I built a 1830cc or so engine with dual Dellorto carburetors, man what a seriously fast beast that car was. I also had a '65 turned into a Baja style with large, meaty truck tires on the rear. That thing would almost climb trees. I was up playing in the snow in the local hills once and I met a Toyota 4x4 coming down the logging road, deep ruts and snow on both sides. If he had tried to make room for me to get buy he would have certainly got stuck. I held up my hand to signal “just a minute” and I plowed right off the side of the road, up a bank, and stopped next to a stump, only the top of the car remained above the snow. I rolled down the window and he asked “do you need help getting out of there?” I said no, and after he went by I backed right back onto the road and continues up. Of course, it was cold as hell and no defrost, windows freezing up on the inside, it was still fun.

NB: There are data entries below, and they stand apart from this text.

//! Quadrature rules on the reference cells.
//!
//! The rules come from `fenris-quadrature` in double precision on the biunit domains
//! `[-1, 1]^d` and the triangle with vertices `(-1, -1)`, `(1, -1)`, `(-1, 1)`. They are mapped
//! onto the unit segment, unit square and unit triangle and then converted to the scalar type
//! of the caller, see [`make_quadrature_rule`].
use crate::{Real, ReferenceShape};
use itertools::Itertools;
use nalgebra::{convert, DMatrix, DVector, Scalar};
use std::fmt;
use std::fmt::{Display, Formatter};

pub mod tensor;
pub mod total_order;
pub mod univariate;

/// The largest polynomial order for which [`make_quadrature_rule`] provides a rule on every
/// reference shape. It is the highest strength of the polyquad triangle rules.
pub const MAX_QUADRATURE_ORDER: usize = 20;

/// A D-dimensional rule in double precision, given as weights and points.
pub type Rule<const D: usize> = fenris_quadrature::Rule<D>;

/// Errors returned by quadrature methods.
#[derive(Debug, Clone, PartialEq, Eq, thiserror::Error)]
#[non_exhaustive]
pub enum QuadratureError {
    /// There is no rule of the requested order for the given shape.
    #[error("no quadrature rule of order {order} is available for the reference {shape}")]
    NoRuleAvailable { shape: ReferenceShape, order: usize },
}

/// A quadrature rule on a reference cell.
///
/// Points are stored as the columns of a `dim x n` matrix, where `dim` is the dimension of
/// the reference cell and `n` the number of points.
#[derive(Debug, Clone, PartialEq)]
pub struct QuadratureRule<T: Scalar> {
    shape: ReferenceShape,
    order: usize,
    points: DMatrix<T>,
    weights: DVector<T>,
}

impl<T: Real> QuadratureRule<T> {
    /// Construct a rule from its points and weights.
    ///
    /// # Panics
    ///
    /// Panics if the number of rows in `points` differs from the dimension of `shape`, or
    /// if the number of points and weights differ.
    pub fn from_points_and_weights(
        shape: ReferenceShape,
        order: usize,
        points: DMatrix<T>,
        weights: DVector<T>,
    ) -> Self {
        assert_eq!(
            points.nrows(),
            shape.dimension(),
            "Point dimension must match the dimension of the reference shape."
        );
        assert_eq!(
            points.ncols(),
            weights.len(),
            "Number of points and weights must be the same."
        );
        Self {
            shape,
            order,
            points,
            weights,
        }
    }

    pub fn ref_el(&self) -> ReferenceShape {
        self.shape
    }

    /// The polynomial order the rule integrates exactly.
    pub fn order(&self) -> usize {
        self.order
    }

    pub fn points(&self) -> &DMatrix<T> {
        &self.points
    }

    pub fn weights(&self) -> &DVector<T> {
        &self.weights
    }

    pub fn num_points(&self) -> usize {
        self.weights.len()
    }

    /// Approximates the integral of the given function over the reference cell.
    pub fn integrate(&self, f: impl Fn(&DVector<T>) -> T) -> T {
        self.points
            .column_iter()
            .zip(self.weights.iter())
            .fold(T::zero(), |integral, (point, &weight)| {
                integral + weight * f(&point.into_owned())
            })
    }
}

impl<T: Real> Display for QuadratureRule<T> {
    fn fmt(&self, f: &mut Formatter<'_>) -> fmt::Result {
        writeln!(
            f,
            "{} rule of order {} with {} points:",
            self.shape,
            self.order,
            self.num_points()
        )?;
        for (point, weight) in self.points.column_iter().zip(self.weights.iter()) {
            writeln!(f, "  ({}) -> {}", point.iter().join(", "), weight)?;
        }
        Ok(())
    }
}

/// Maps a rule on a biunit domain onto the corresponding unit domain.
///
/// Points are mapped by `x -> (x + 1) / 2` in every coordinate, which scales volumes by `2^-D`.
pub(crate) fn map_from_biunit<const D: usize>(rule: Rule<D>) -> Rule<D> {
    let (weights, points) = rule;
    let scale = 0.5f64.powi(D as i32);
    let weights = weights.into_iter().map(|w| scale * w).collect();
    let points = points
        .into_iter()
        .map(|p| p.map(|x| 0.5 * (x + 1.0)))
        .collect();
    (weights, points)
}

fn convert_rule<T: Real, const D: usize>(shape: ReferenceShape, order: usize, rule: Rule<D>) -> QuadratureRule<T> {
    let (weights, points) = rule;
    let n = weights.len();
    let points = DMatrix::from_fn(D, n, |i, j| convert(points[j][i]));
    let weights = DVector::from_iterator(n, weights.into_iter().map(convert));
    QuadratureRule::from_points_and_weights(shape, order, points, weights)
}

/// Returns a quadrature rule of the given polynomial order for the reference shape.
///
/// On the triangle the rule integrates polynomials of total degree up to `order` exactly. On
/// the segment and the square it integrates polynomials of degree up to `order` in each
/// variable. The rule for the point has a single (empty) point with unit weight.
///
/// Rules are deterministic: the same arguments always produce the same points and weights.
pub fn make_quadrature_rule<T: Real>(
    shape: ReferenceShape,
    order: usize,
) -> Result<QuadratureRule<T>, QuadratureError> {
    if order > MAX_QUADRATURE_ORDER {
        return Err(QuadratureError::NoRuleAvailable { shape, order });
    }

    let num_gauss_points = univariate::num_points_for_order(order);
    let rule = match shape {
        ReferenceShape::Point => convert_rule::<T, 0>(shape, order, (vec![1.0], vec![[]])),
        ReferenceShape::Segment => convert_rule(shape, order, univariate::gauss(num_gauss_points)),
        ReferenceShape::Triangle => {
            let rule = total_order::triangle(order).map_err(|_| QuadratureError::NoRuleAvailable { shape, order })?;
            convert_rule(shape, order, rule)
        }
        ReferenceShape::Quadrilateral => convert_rule(shape, order, tensor::quadrilateral_gauss(num_gauss_points)),
    };
    Ok(rule)
}
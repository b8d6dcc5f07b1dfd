//! Rules on the reference triangle parametrized by polynomial total-order accuracy.
use crate::quadrature::{map_from_biunit, Rule};
use fenris_quadrature::polyquad;

/// A rule on the unit triangle integrating polynomials of total degree `strength` exactly.
///
/// The polyquad rules have positive weights and interior points. They are defined on the
/// triangle with vertices `(-1, -1)`, `(1, -1)` and `(-1, 1)`, which the affine map
/// `x -> (x + 1) / 2` takes onto the unit triangle.
pub fn triangle(strength: usize) -> Result<Rule<2>, fenris_quadrature::Error> {
    polyquad::triangle(strength).map(map_from_biunit::<2>)
}
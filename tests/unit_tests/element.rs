use fenris_lagrange::element::{
    NodalBasis, Quad4Lagrange, Quad9Lagrange, ScalarReferenceFiniteElement, Tri3Lagrange, Tri6Lagrange,
};
use fenris_lagrange::ReferenceShape;
use matrixcompare::{assert_matrix_eq, assert_scalar_eq};
use nalgebra::{DMatrix, Point2};
use proptest::prelude::*;

fn point_in_tri_ref_domain() -> impl Strategy<Value = Point2<f64>> {
    // Generate points x, y in [0, 1]^2 such that x + y <= 1
    (0.0..=1.0)
        .prop_flat_map(|x: f64| (Just(x), 0.0..=1.0 - x))
        .prop_map(|(x, y)| Point2::new(x, y))
}

fn point_in_quad_ref_domain() -> impl Strategy<Value = Point2<f64>> {
    let r = 0.0..=1.0;
    [r.clone(), r].prop_map(|[x, y]| Point2::new(x, y))
}

fn as_points(xi: &Point2<f64>) -> DMatrix<f64> {
    DMatrix::from_column_slice(2, 1, &[xi.x, xi.y])
}

/// Checks that shape function `i` is one at node `i` and zero at all other nodes.
fn assert_lagrange_property<E, const N: usize>(element: &E)
where
    E: NodalBasis<f64, N> + ScalarReferenceFiniteElement<f64>,
{
    let nodes = element.nodes();
    let points = DMatrix::from_column_slice(2, N, nodes.as_slice());
    let values = element.eval_reference_shape_functions(&points);
    assert_eq!(values.len(), N);
    let values = DMatrix::from_fn(N, N, |i, j| values[i][j]);
    assert_matrix_eq!(values, DMatrix::identity(N, N), comp = abs, tol = 1e-14);
}

fn assert_partition_of_unity(element: &dyn ScalarReferenceFiniteElement<f64>, xi: &Point2<f64>) {
    let points = as_points(xi);
    let values = element.eval_reference_shape_functions(&points);
    let sum: f64 = values.iter().map(|row| row[0]).sum();
    assert_scalar_eq!(sum, 1.0, comp = abs, tol = 1e-12);

    let gradients = element.gradients_reference_shape_functions(&points);
    let gradient_sum = gradients.iter().fold(DMatrix::zeros(2, 1), |acc, g| acc + g);
    assert_matrix_eq!(gradient_sum, DMatrix::zeros(2, 1), comp = abs, tol = 1e-12);
}

/// Compares gradients with central finite differences of the values.
fn assert_gradients_match_finite_differences(element: &dyn ScalarReferenceFiniteElement<f64>, xi: &Point2<f64>) {
    let h = 1e-6;
    let gradients = element.gradients_reference_shape_functions(&as_points(xi));
    for d in 0..2 {
        let mut forward = *xi;
        let mut backward = *xi;
        forward[d] += h;
        backward[d] -= h;
        let values_forward = element.eval_reference_shape_functions(&as_points(&forward));
        let values_backward = element.eval_reference_shape_functions(&as_points(&backward));
        for (i, gradient) in gradients.iter().enumerate() {
            let fd = (values_forward[i][0] - values_backward[i][0]) / (2.0 * h);
            assert_scalar_eq!(gradient[(d, 0)], fd, comp = abs, tol = 1e-7);
        }
    }
}

#[test]
fn lagrange_property_holds_at_nodes() {
    assert_lagrange_property::<_, 3>(&Tri3Lagrange);
    assert_lagrange_property::<_, 6>(&Tri6Lagrange);
    assert_lagrange_property::<_, 4>(&Quad4Lagrange);
    assert_lagrange_property::<_, 9>(&Quad9Lagrange);
}

#[test]
fn shape_function_counts_per_entity() {
    let expected: [(&dyn ScalarReferenceFiniteElement<f64>, ReferenceShape, usize, [usize; 3]); 4] = [
        (&Tri3Lagrange, ReferenceShape::Triangle, 3, [0, 0, 1]),
        (&Tri6Lagrange, ReferenceShape::Triangle, 6, [0, 1, 1]),
        (&Quad4Lagrange, ReferenceShape::Quadrilateral, 4, [0, 0, 1]),
        (&Quad9Lagrange, ReferenceShape::Quadrilateral, 9, [1, 1, 1]),
    ];
    for (element, shape, total, per_codim) in expected {
        assert_eq!(element.ref_el(), shape);
        assert_eq!(element.dimension(), 2);
        assert_eq!(element.num_ref_shape_functions(), total);
        for codim in 0..=2 {
            for index in 0..shape.num_sub_entities(codim) {
                assert_eq!(element.num_ref_shape_functions_on(codim, index), per_codim[codim]);
            }
        }
        // Entity counts add up to the total
        let from_entities: usize = (0..=2)
            .map(|codim| shape.num_sub_entities(codim) * per_codim[codim])
            .sum();
        assert_eq!(from_entities, total);
    }
}

#[test]
fn element_degrees() {
    assert_eq!(ScalarReferenceFiniteElement::<f64>::degree(&Tri3Lagrange), 1);
    assert_eq!(ScalarReferenceFiniteElement::<f64>::degree(&Tri6Lagrange), 2);
    assert_eq!(ScalarReferenceFiniteElement::<f64>::degree(&Quad4Lagrange), 1);
    assert_eq!(ScalarReferenceFiniteElement::<f64>::degree(&Quad9Lagrange), 2);
}

#[test]
#[should_panic]
fn shape_function_count_on_missing_edge_panics() {
    ScalarReferenceFiniteElement::<f64>::num_ref_shape_functions_on(&Tri6Lagrange, 1, 3);
}

#[test]
fn evaluation_layout_for_multiple_points() {
    #[rustfmt::skip]
    let points = DMatrix::from_row_slice(2, 3, &[
        0.2, 0.5, 0.0,
        0.3, 0.5, 1.0,
    ]);
    let values = Tri6Lagrange.eval_reference_shape_functions(&points);
    let gradients = Tri6Lagrange.gradients_reference_shape_functions(&points);
    assert_eq!(values.len(), 6);
    assert_eq!(gradients.len(), 6);
    assert!(values.iter().all(|row| row.len() == 3));
    assert!(gradients.iter().all(|g| g.shape() == (2, 3)));

    // (0.5, 0.5) is the midpoint of edge 1 and (0, 1) is vertex 2
    assert_scalar_eq!(values[4][1], 1.0, comp = abs, tol = 1e-14);
    assert_scalar_eq!(values[2][2], 1.0, comp = abs, tol = 1e-14);
    // Gradient of the P1 function of vertex 1 is (1, 0) everywhere
    let p1_gradients = Tri3Lagrange.gradients_reference_shape_functions(&points);
    assert_matrix_eq!(
        p1_gradients[1],
        DMatrix::from_row_slice(2, 3, &[1.0, 1.0, 1.0, 0.0, 0.0, 0.0])
    );
}

#[test]
fn evaluation_is_reproducible() {
    let points = DMatrix::from_fn(2, 5, |i, j| 0.1 * (i + j) as f64);
    for element in [&Quad4Lagrange as &dyn ScalarReferenceFiniteElement<f64>, &Quad9Lagrange] {
        assert_eq!(
            element.eval_reference_shape_functions(&points),
            element.eval_reference_shape_functions(&points)
        );
        assert_eq!(
            element.gradients_reference_shape_functions(&points),
            element.gradients_reference_shape_functions(&points)
        );
    }
}

#[test]
#[should_panic]
fn evaluation_with_wrong_point_dimension_panics() {
    let points = DMatrix::<f64>::zeros(3, 2);
    Quad4Lagrange.eval_reference_shape_functions(&points);
}

proptest! {
    #[test]
    fn triangle_elements_partition_unity(xi in point_in_tri_ref_domain()) {
        assert_partition_of_unity(&Tri3Lagrange, &xi);
        assert_partition_of_unity(&Tri6Lagrange, &xi);
    }

    #[test]
    fn quadrilateral_elements_partition_unity(xi in point_in_quad_ref_domain()) {
        assert_partition_of_unity(&Quad4Lagrange, &xi);
        assert_partition_of_unity(&Quad9Lagrange, &xi);
    }

    #[test]
    fn triangle_gradients_match_finite_differences(xi in point_in_tri_ref_domain()) {
        assert_gradients_match_finite_differences(&Tri3Lagrange, &xi);
        assert_gradients_match_finite_differences(&Tri6Lagrange, &xi);
    }

    #[test]
    fn quadrilateral_gradients_match_finite_differences(xi in point_in_quad_ref_domain()) {
        assert_gradients_match_finite_differences(&Quad4Lagrange, &xi);
        assert_gradients_match_finite_differences(&Quad9Lagrange, &xi);
    }
}
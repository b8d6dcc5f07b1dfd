use fenris_lagrange::element::ScalarReferenceFiniteElement;
use fenris_lagrange::{Real, ReferenceShape};
use nalgebra::{DMatrix, RowDVector};


/// Ways in which [`Modified`] corrupts the reference gradients.
#[derive(Debug, Clone, Copy, PartialEq, Eq)]
pub enum GradientDefect {
    /// Append a zero row to every gradient matrix.
    ExtraComponent,
    /// Drop the column of the last point from every gradient matrix.
    MissingPoint,
}

/// Wraps a finite element and misreports some of its properties.
#[derive(Debug, Clone)]
pub struct Modified<E> {
    pub element: E,
    pub degree: Option<usize>,
    pub shape: Option<ReferenceShape>,
    pub per_vertex: Option<usize>,
    /// Drop the values of the last shape function.
    pub truncate_values: bool,
    pub gradient_defect: Option<GradientDefect>,
}

impl<E> Modified<E> {
    pub fn new(element: E) -> Self {
        Self {
            element,
            degree: None,
            shape: None,
            per_vertex: None,
            truncate_values: false,
            gradient_defect: None,
        }
    }

    pub fn with_degree(self, degree: usize) -> Self {
        Self {
            degree: Some(degree),
            ..self
        }
    }

    pub fn with_shape(self, shape: ReferenceShape) -> Self {
        Self {
            shape: Some(shape),
            ..self
        }
    }

    pub fn with_per_vertex(self, count: usize) -> Self {
        Self {
            per_vertex: Some(count),
            ..self
        }
    }

    pub fn with_truncated_values(self) -> Self {
        Self {
            truncate_values: true,
            ..self
        }
    }

    pub fn with_gradient_defect(self, defect: GradientDefect) -> Self {
        Self {
            gradient_defect: Some(defect),
            ..self
        }
    }
}

impl<T, E> ScalarReferenceFiniteElement<T> for Modified<E>
where
    T: Real,
    E: ScalarReferenceFiniteElement<T>,
{
    fn ref_el(&self) -> ReferenceShape {
        self.shape.unwrap_or_else(|| self.element.ref_el())
    }

    fn degree(&self) -> usize {
        self.degree.unwrap_or_else(|| self.element.degree())
    }

    fn num_ref_shape_functions(&self) -> usize {
        self.element.num_ref_shape_functions()
    }

    fn num_ref_shape_functions_on(&self, codim: usize, sub_index: usize) -> usize {
        match (codim, self.per_vertex) {
            (2, Some(count)) => count,
            _ => self.element.num_ref_shape_functions_on(codim, sub_index),
        }
    }

    fn eval_reference_shape_functions(&self, points: &DMatrix<T>) -> Vec<RowDVector<T>> {
        let mut values = self.element.eval_reference_shape_functions(points);
        if self.truncate_values {
            values.pop();
        }
        values
    }

    fn gradients_reference_shape_functions(&self, points: &DMatrix<T>) -> Vec<DMatrix<T>> {
        let gradients = self.element.gradients_reference_shape_functions(points);
        match self.gradient_defect {
            None => gradients,
            Some(GradientDefect::ExtraComponent) => gradients
                .into_iter()
                .map(|g| {
                    let nrows = g.nrows();
                    g.insert_row(nrows, T::zero())
                })
                .collect(),
            Some(GradientDefect::MissingPoint) => gradients
                .into_iter()
                .map(|g| {
                    let ncols = g.ncols();
                    g.remove_column(ncols - 1)
                })
                .collect(),
        }
    }
}
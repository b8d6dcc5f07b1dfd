//! Tensor product rules on the reference square.
use crate::quadrature::{map_from_biunit, Rule};
use fenris_quadrature::tensor;

/// A Gauss rule on the unit square, formed as the tensor product of two univariate
/// Gauss rules with the given number of points per dimension.
pub fn quadrilateral_gauss(num_points_per_dim: usize) -> Rule<2> {
    map_from_biunit(tensor::quadrilateral_gauss(num_points_per_dim))
}
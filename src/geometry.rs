//! Geometric mappings from reference cells to concrete mesh cells.
//!
//! A geometry maps reference coordinates of its [`ReferenceShape`] to global coordinates in
//! a space of dimension `dim_global >= dim_local`. All queries take the reference points as
//! the columns of a `dim_local x n` matrix.
use crate::error::GeometryError;
use crate::{Real, ReferenceShape};
use nalgebra::{DMatrix, DVector, DVectorView};
use std::fmt::Debug;

mod point;
mod quadrilateral;
mod segment;
mod triangle;

pub use point::PointGeometry;
pub use quadrilateral::QuadO1;
pub use segment::SegmentO1;
pub use triangle::TriaO1;

/// The geometry of a single mesh cell.
pub trait Geometry<T>: Debug + Send + Sync
where
    T: Real,
{
    /// The dimension of the reference cell.
    fn dim_local(&self) -> usize {
        self.ref_el().dimension()
    }

    /// The dimension of the space the cell is embedded in.
    fn dim_global(&self) -> usize;

    fn ref_el(&self) -> ReferenceShape;

    /// Maps reference points to global points, returned as the columns of a
    /// `dim_global x n` matrix.
    fn global(&self, local: &DMatrix<T>) -> DMatrix<T>;

    /// The `dim_global x dim_local` Jacobian of the mapping at each point.
    fn jacobian(&self, local: &DMatrix<T>) -> Vec<DMatrix<T>>;

    /// The matrix `J (J^T J)^{-1}` at each point.
    ///
    /// Multiplying a reference gradient with this matrix yields the corresponding gradient in
    /// global coordinates. For square Jacobians this is the inverse transpose `J^{-T}`.
    fn jacobian_inverse_gramian(&self, local: &DMatrix<T>) -> Vec<DMatrix<T>> {
        self.jacobian(local).iter().map(inverse_gramian).collect()
    }

    /// The integration element `sqrt(det(J^T J))` at each point.
    fn integration_element(&self, local: &DMatrix<T>) -> DVector<T> {
        let jacobians = self.jacobian(local);
        DVector::from_iterator(jacobians.len(), jacobians.iter().map(integration_element))
    }

    /// The geometry of the sub-entity `index` of codimension `codim`.
    fn sub_geometry(&self, codim: usize, index: usize) -> Result<Box<dyn Geometry<T>>, GeometryError>;
}

/// Computes `J (J^T J)^{-1}` for a single Jacobian.
///
/// Returns a zero matrix if `J^T J` is singular, i.e. if the cell is degenerate.
pub fn inverse_gramian<T: Real>(jacobian: &DMatrix<T>) -> DMatrix<T> {
    let (rows, cols) = jacobian.shape();
    if cols == 0 {
        return DMatrix::zeros(rows, 0);
    }
    jacobian
        .tr_mul(jacobian)
        .try_inverse()
        .map(|gram_inverse| jacobian * gram_inverse)
        .unwrap_or_else(|| DMatrix::zeros(rows, cols))
}

/// Computes `sqrt(det(J^T J))` for a single Jacobian.
///
/// This is `|det J|` for square Jacobians and one for the zero-dimensional Jacobian of a point.
pub fn integration_element<T: Real>(jacobian: &DMatrix<T>) -> T {
    if jacobian.ncols() == 0 {
        T::one()
    } else if jacobian.is_square() {
        jacobian.determinant().abs()
    } else {
        jacobian.tr_mul(jacobian).determinant().max(T::zero()).sqrt()
    }
}

fn check_vertex_coordinates<T: Real>(shape: ReferenceShape, coords: &DMatrix<T>) -> Result<(), GeometryError> {
    let (rows, cols) = coords.shape();
    if cols != shape.num_vertices() || rows < shape.dimension() {
        Err(GeometryError::VertexCoordinates {
            shape,
            expected_cols: shape.num_vertices(),
            min_rows: shape.dimension(),
            rows,
            cols,
        })
    } else {
        Ok(())
    }
}

fn assert_local_points<T: Real>(shape: ReferenceShape, local: &DMatrix<T>) {
    assert_eq!(
        local.nrows(),
        shape.dimension(),
        "Reference points for a {} geometry must have {} coordinates.",
        shape,
        shape.dimension()
    );
}

/// Evaluates `origin + J * xi` for every column `xi` of `local`.
fn affine_map<T: Real>(origin: DVectorView<T>, jacobian: &DMatrix<T>, local: &DMatrix<T>) -> DMatrix<T> {
    let mut global = jacobian * local;
    for mut x in global.column_iter_mut() {
        x += &origin;
    }
    global
}

/// Builds the geometry of a sub-entity of a cell given by its vertex coordinates.
fn vertex_sub_geometry<T: Real>(
    shape: ReferenceShape,
    coords: &DMatrix<T>,
    codim: usize,
    index: usize,
) -> Result<Box<dyn Geometry<T>>, GeometryError> {
    let no_sub_entity = || GeometryError::NoSubEntity { shape, codim, index };
    let vertices = shape
        .sub_entity_vertices(codim, index)
        .ok_or_else(no_sub_entity)?;
    let sub_shape = shape.sub_entity_shape(codim).ok_or_else(no_sub_entity)?;
    let sub_coords = coords.select_columns(vertices.iter());

    let geometry: Box<dyn Geometry<T>> = match sub_shape {
        ReferenceShape::Point => Box::new(PointGeometry::new(sub_coords.column(0).into_owned())),
        ReferenceShape::Segment => Box::new(SegmentO1::new(sub_coords)?),
        ReferenceShape::Triangle => Box::new(TriaO1::new(sub_coords)?),
        ReferenceShape::Quadrilateral => Box::new(QuadO1::new(sub_coords)?),
    };
    Ok(geometry)
}
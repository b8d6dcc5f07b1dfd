//! Optional diagnostic output from preprocessing and local assembly.
//!
//! Diagnostic records are grouped in named [`Channel`]s that are switched on or off
//! individually through [`DiagnosticChannels`]. Records of enabled channels are written to a
//! [`DiagnosticSink`], which by default forwards them to the `log` crate. Messages for disabled
//! channels are never formatted.
use serde::{Deserialize, Serialize};
use std::fmt;
use std::fmt::{Debug, Display, Formatter};
use std::sync::Arc;

/// A named diagnostic channel.
#[derive(Debug, Copy, Clone, PartialEq, Eq, Hash, Serialize, Deserialize)]
#[serde(rename_all = "snake_case")]
pub enum Channel {
    /// The quadrature rule selected for each reference shape.
    QuadratureRule,
    /// Shape function values at the quadrature points.
    ShapeFunctionValues,
    /// Reference gradients of the shape functions at the quadrature points.
    ShapeFunctionGradients,
    /// Local matrices computed for each cell.
    ElementMatrices,
}

impl Channel {
    pub const ALL: [Channel; 4] = [
        Channel::QuadratureRule,
        Channel::ShapeFunctionValues,
        Channel::ShapeFunctionGradients,
        Channel::ElementMatrices,
    ];

    pub fn name(&self) -> &'static str {
        match self {
            Channel::QuadratureRule => "quadrature_rule",
            Channel::ShapeFunctionValues => "shape_function_values",
            Channel::ShapeFunctionGradients => "shape_function_gradients",
            Channel::ElementMatrices => "element_matrices",
        }
    }

    /// The `log` target used by [`LogSink`] for records of this channel.
    pub fn log_target(&self) -> &'static str {
        match self {
            Channel::QuadratureRule => "fenris_lagrange::diagnostics::quadrature_rule",
            Channel::ShapeFunctionValues => "fenris_lagrange::diagnostics::shape_function_values",
            Channel::ShapeFunctionGradients => "fenris_lagrange::diagnostics::shape_function_gradients",
            Channel::ElementMatrices => "fenris_lagrange::diagnostics::element_matrices",
        }
    }
}

impl Display for Channel {
    fn fmt(&self, f: &mut Formatter<'_>) -> fmt::Result {
        write!(f, "{}", self.name())
    }
}

/// Selects which diagnostic channels are enabled. All channels are disabled by default.
#[derive(Debug, Default, Copy, Clone, PartialEq, Eq, Serialize, Deserialize)]
#[serde(default)]
pub struct DiagnosticChannels {
    pub quadrature_rule: bool,
    pub shape_function_values: bool,
    pub shape_function_gradients: bool,
    pub element_matrices: bool,
}

impl DiagnosticChannels {
    pub fn all() -> Self {
        Self {
            quadrature_rule: true,
            shape_function_values: true,
            shape_function_gradients: true,
            element_matrices: true,
        }
    }

    pub fn none() -> Self {
        Self::default()
    }

    /// Returns a copy with the given channel enabled.
    pub fn with(mut self, channel: Channel) -> Self {
        *self.flag_mut(channel) = true;
        self
    }

    pub fn is_enabled(&self, channel: Channel) -> bool {
        match channel {
            Channel::QuadratureRule => self.quadrature_rule,
            Channel::ShapeFunctionValues => self.shape_function_values,
            Channel::ShapeFunctionGradients => self.shape_function_gradients,
            Channel::ElementMatrices => self.element_matrices,
        }
    }

    fn flag_mut(&mut self, channel: Channel) -> &mut bool {
        match channel {
            Channel::QuadratureRule => &mut self.quadrature_rule,
            Channel::ShapeFunctionValues => &mut self.shape_function_values,
            Channel::ShapeFunctionGradients => &mut self.shape_function_gradients,
            Channel::ElementMatrices => &mut self.element_matrices,
        }
    }
}

/// Receives the records of enabled diagnostic channels.
pub trait DiagnosticSink: Debug + Send + Sync {
    fn record(&self, channel: Channel, message: &str);
}

/// Writes diagnostic records as `debug` level `log` records, using
/// [`Channel::log_target`] as the target.
#[derive(Debug, Default, Copy, Clone)]
pub struct LogSink;

impl DiagnosticSink for LogSink {
    fn record(&self, channel: Channel, message: &str) {
        log::debug!(target: channel.log_target(), "{}", message);
    }
}

/// Enabled channels together with the sink their records are written to.
#[derive(Debug, Clone)]
pub struct Diagnostics {
    channels: DiagnosticChannels,
    sink: Arc<dyn DiagnosticSink>,
}

impl Default for Diagnostics {
    fn default() -> Self {
        Self::new(DiagnosticChannels::default(), Arc::new(LogSink))
    }
}

impl Diagnostics {
    pub fn new(channels: DiagnosticChannels, sink: Arc<dyn DiagnosticSink>) -> Self {
        Self { channels, sink }
    }

    /// Diagnostics for the given channels, written to the `log` crate.
    pub fn with_log_sink(channels: DiagnosticChannels) -> Self {
        Self::new(channels, Arc::new(LogSink))
    }

    pub fn channels(&self) -> &DiagnosticChannels {
        &self.channels
    }

    pub fn sink(&self) -> &Arc<dyn DiagnosticSink> {
        &self.sink
    }

    pub fn is_enabled(&self, channel: Channel) -> bool {
        self.channels.is_enabled(channel)
    }

    /// Records the message produced by `message` if the channel is enabled.
    ///
    /// The closure is only invoked for enabled channels.
    pub fn emit<S, F>(&self, channel: Channel, message: F)
    where
        S: AsRef<str>,
        F: FnOnce() -> S,
    {
        if self.is_enabled(channel) {
            self.sink.record(channel, message().as_ref());
        }
    }
}
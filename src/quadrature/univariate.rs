//! Gauss-Legendre rules on the reference segment `[0, 1]`.
use crate::quadrature::{map_from_biunit, Rule};
use fenris_quadrature::univariate;

/// The number of Gauss points needed to integrate univariate polynomials of the given
/// degree exactly.
///
/// An `n`-point Gauss rule is exact for polynomials of degree up to `2 n - 1`.
pub fn num_points_for_order(order: usize) -> usize {
    order / 2 + 1
}

/// Gauss-Legendre quadrature with the given number of points on `[0, 1]`.
///
/// Points are returned in ascending order.
///
/// # Panics
///
/// Panics if zero points are requested.
pub fn gauss(num_points: usize) -> Rule<1> {
    let (weights, points) = map_from_biunit(univariate::gauss(num_points));
    let mut pairs: Vec<_> = weights.into_iter().zip(points).collect();
    pairs.sort_by(|(_, a), (_, b)| a[0].total_cmp(&b[0]));
    pairs.into_iter().unzip()
}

After too many years, too much time and money spent I gave away my last VW part and told my family that if I ever bought a VW again I needed an intervention.

I had a '71 Super Beetle with a flat windshield. The front suspension and trunk, really everything forward of the dashboard were different from the regular bug. The Super had McPherson struts and the regular had torsion bars. The Super was also longer.

Anyway, I had a '66 as well. Fun cars to drive and decent on gas mileage, but the '66 was rusted everywhere possible to make the heater not work. Definitely fair-weather cars, those.

When I met the SO she drove a new Beetle. I hated it. I’m sure there are worse cars, but every design feature seemed to err on the side of looking funky at the expense of functionality. Reliability was not great either.

In my life, I have been ‘reach out and touch’ close to 6 car fires. 3 were VWs, 2 bugs and a bus (I put the bus fire out). Of the fires I’ve admired from afar, 2 were bugs, and one may have had the driver still inside, and worse for the wear.

I will not put myself or anything I love in a VW. Just sayin’.